--- Supplied entries Enclosed Below ---

//! ECS components for the layered graph viewer.
//!
//! Everything tagged [`LayerGeometry`] is rebuilt whenever the graph or the
//! set of visible layers changes.

use bevy::prelude::*;

use crate::models::LayerId;

/// Marker for entities spawned from graph content.
#[derive(Component)]
pub struct LayerGeometry;

/// A node box.
#[derive(Component)]
pub struct GraphNode {
    pub layer: LayerId,
    pub id: String,
}

/// An edge cylinder or its arrowhead.
#[derive(Component)]
pub struct GraphEdge;

/// The ground plane of a layer.
#[derive(Component)]
pub struct LayerGround;

/// Screen-space label following a node.
#[derive(Component)]
pub struct NodeLabel {
    /// World anchor above the node.
    pub anchor: Vec3,
}

/// Text of the status panel.
#[derive(Component)]
pub struct HudText;

/// Container of the breadcrumb buttons.
#[derive(Component)]
pub struct BreadcrumbBar;

/// A breadcrumb button returning to a stack depth.
#[derive(Component)]
pub struct Breadcrumb {
    pub depth: usize,
}

/// Text listing recent notices.
#[derive(Component)]
pub struct NoticeText;
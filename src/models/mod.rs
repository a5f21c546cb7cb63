//! Domain models for the layered graph viewer.

mod camera;
mod graph;
mod metrics;
mod scene_file;

pub use camera::{CameraMode, CameraSnapshot, CameraView, RideExit};
pub use graph::{generate_node_id, Edge, Layer, LayerId, LayerParent, Node, DEFAULT_EDGE_WEIGHT};
pub use metrics::{LayerMetrics, NodeMetrics, SceneMetrics};
pub use scene_file::{SceneEdge, SceneFile, SceneLayer, SceneNode};
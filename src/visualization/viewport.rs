//! Screen-space queries against the Bevy camera.

use bevy::math::primitives::InfinitePlane3d;
use bevy::prelude::*;

use crate::services::{GroundPlane, PickCandidate, Viewport};

/// A [`Viewport`] backed by the active 3D camera.
pub struct CameraViewport<'a> {
    pub camera: &'a Camera,
    pub transform: &'a GlobalTransform,
}

impl CameraViewport<'_> {
    fn in_front(&self, world: Vec3) -> bool {
        (world - self.transform.translation()).dot(*self.transform.forward()) > 0.0
    }
}

impl Viewport for CameraViewport<'_> {
    fn pick(&self, pointer: Vec2, candidates: &[PickCandidate]) -> Option<String> {
        let ray = self.camera.viewport_to_world(self.transform, pointer).ok()?;

        // Closest candidate whose sphere the ray passes through
        let mut closest: Option<(&PickCandidate, f32)> = None;
        for candidate in candidates {
            let to_center = candidate.center - ray.origin;
            let t = to_center.dot(*ray.direction);
            if t <= 0.0 {
                continue;
            }
            let distance = (ray.get_point(t) - candidate.center).length();
            if distance < candidate.radius && closest.map_or(true, |(_, best)| t < best) {
                closest = Some((candidate, t));
            }
        }
        closest.map(|(candidate, _)| candidate.id.clone())
    }

    fn pick_ground(&self, pointer: Vec2, plane: &GroundPlane) -> Option<Vec3> {
        let ray = self.camera.viewport_to_world(self.transform, pointer).ok()?;
        let t = ray.intersect_plane(plane.center, InfinitePlane3d::new(Vec3::Y))?;
        let point = ray.get_point(t);

        let inside = (point.x - plane.center.x).abs() <= plane.half_extent
            && (point.z - plane.center.z).abs() <= plane.half_extent;
        inside.then_some(point)
    }

    fn project(&self, world: Vec3) -> Option<Vec2> {
        if !self.in_front(world) {
            return None;
        }
        self.camera.world_to_viewport(self.transform, world).ok()
    }
}
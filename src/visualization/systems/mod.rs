//! ECS systems for the layered graph viewer.
//!
//! Systems are functions that operate on components and resources each frame.

pub mod input;
pub mod render;
pub mod scene;
pub mod ui;

pub use input::collect_input_system;
pub use render::{
    apply_layer_opacity_system, draw_master_path_system, rebuild_geometry_system,
    update_hover_glow_system,
};
pub use scene::tick_scene_system;
pub use ui::{
    breadcrumb_click_system, update_breadcrumbs_system, update_hud_system, update_labels_system,
    update_notices_system,
};
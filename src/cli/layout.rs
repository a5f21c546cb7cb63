//! Layout subcommand - print computed ranks and positions of a scene file.

use std::path::PathBuf;

use clap::Parser;
use serde::Serialize;

use crate::config::Config;
use crate::error::AppError;
use crate::models::{LayerId, SceneFile};
use crate::services::{load_scene, GraphModel};

/// Compute the layout of every layer in a scene file.
#[derive(Parser)]
pub struct LayoutCommand {
    /// Path to a JSON scene file.
    pub input: PathBuf,

    /// Print compact JSON instead of pretty-printed.
    #[arg(long)]
    pub compact: bool,
}

/// Layout of one layer.
#[derive(Debug, Serialize)]
pub struct LayerLayout {
    pub id: LayerId,
    pub name: String,
    pub depth: usize,
    /// Owning node, absent for the root.
    #[serde(skip_serializing_if = "Option::is_none")]
    pub parent: Option<String>,
    pub origin: [f32; 2],
    pub vertical_offset: f32,
    /// `false` when cyclic edges stopped rank relaxation early.
    pub converged: bool,
    pub nodes: Vec<NodeLayout>,
}

#[derive(Debug, Serialize)]
pub struct NodeLayout {
    pub id: String,
    pub label: String,
    pub rank: u32,
    pub x: f32,
    pub z: f32,
    pub world: [f32; 3],
}

impl LayoutCommand {
    /// Run the layout command.
    pub fn run(self) -> color_eyre::Result<()> {
        let config = Config::load()?;
        let layers = self.compute(&config)?;
        let output = if self.compact {
            serde_json::to_string(&layers)?
        } else {
            serde_json::to_string_pretty(&layers)?
        };
        println!("{output}");
        Ok(())
    }

    /// Load the scene and collect the layout of every layer.
    pub fn compute(&self, config: &Config) -> Result<Vec<LayerLayout>, AppError> {
        let content = std::fs::read_to_string(&self.input)?;
        let scene: SceneFile = serde_json::from_str(&content)?;

        let mut graph = GraphModel::new(&config.layout, &config.graph);
        load_scene(&mut graph, &scene)?;

        let ids: Vec<LayerId> = graph.layers().iter().map(|l| l.id).collect();
        let mut layers = Vec::with_capacity(ids.len());
        for id in ids {
            let report = graph.relayout(id)?;
            let Some(layer) = graph.layer(id) else {
                continue;
            };
            layers.push(LayerLayout {
                id,
                name: layer.name.clone(),
                depth: layer.depth,
                parent: layer.parent.as_ref().map(|p| p.node.clone()),
                origin: layer.origin.to_array(),
                vertical_offset: layer.vertical_offset,
                converged: report.converged,
                nodes: layer
                    .nodes()
                    .map(|node| NodeLayout {
                        id: node.id.clone(),
                        label: node.label.clone(),
                        rank: node.rank,
                        x: node.position.x,
                        z: node.position.y,
                        world: layer.world_position(node).to_array(),
                    })
                    .collect(),
            });
        }
        Ok(layers)
    }
}

#[cfg(test)]
mod tests {
    use std::io::Write;

    use super::*;

    fn command_for(json: &str) -> (tempfile::NamedTempFile, LayoutCommand) {
        let mut file = tempfile::NamedTempFile::new().unwrap();
        file.write_all(json.as_bytes()).unwrap();
        let command = LayoutCommand {
            input: file.path().to_path_buf(),
            compact: true,
        };
        (file, command)
    }

    #[test]
    fn test_layout_of_nested_scene() {
        let (_file, command) = command_for(
            r#"{
                "root": {
                    "nodes": [
                        { "id": "n1", "label": "One" },
                        { "id": "n2", "label": "Two", "children": { "nodes": [{ "id": "c", "label": "C" }] } }
                    ],
                    "edges": [{ "from": "n1", "to": "n2" }]
                }
            }"#,
        );
        let layers = command.compute(&Config::default()).unwrap();
        assert_eq!(layers.len(), 2);

        let root = &layers[0];
        assert!(root.converged);
        assert_eq!(root.nodes[1].rank, 1);
        assert_eq!(root.nodes[1].x, 5.0);

        let sub = &layers[1];
        assert_eq!(sub.parent.as_deref(), Some("n2"));
        assert_eq!(sub.origin, [5.0, 0.0]);
        assert_eq!(sub.nodes[0].world, [5.0, -20.0, 0.0]);
    }

    #[test]
    fn test_cyclic_scene_reports_unconverged() {
        let (_file, command) = command_for(
            r#"{ "root": {
                "nodes": [{ "id": "a", "label": "A" }, { "id": "b", "label": "B" }],
                "edges": [{ "from": "a", "to": "b" }, { "from": "b", "to": "a" }]
            } }"#,
        );
        let layers = command.compute(&Config::default()).unwrap();
        assert!(!layers[0].converged);
    }

    #[test]
    fn test_invalid_scene_file() {
        let (_file, command) = command_for("{ not json");
        let err = command.compute(&Config::default());
        assert!(matches!(err, Err(AppError::SceneFile(_))));
    }
}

--- End of Enclosed Supplied entries ---

What you should do:
Give only the number of lines in the entries above that contain the string "models".

Result of the task:
4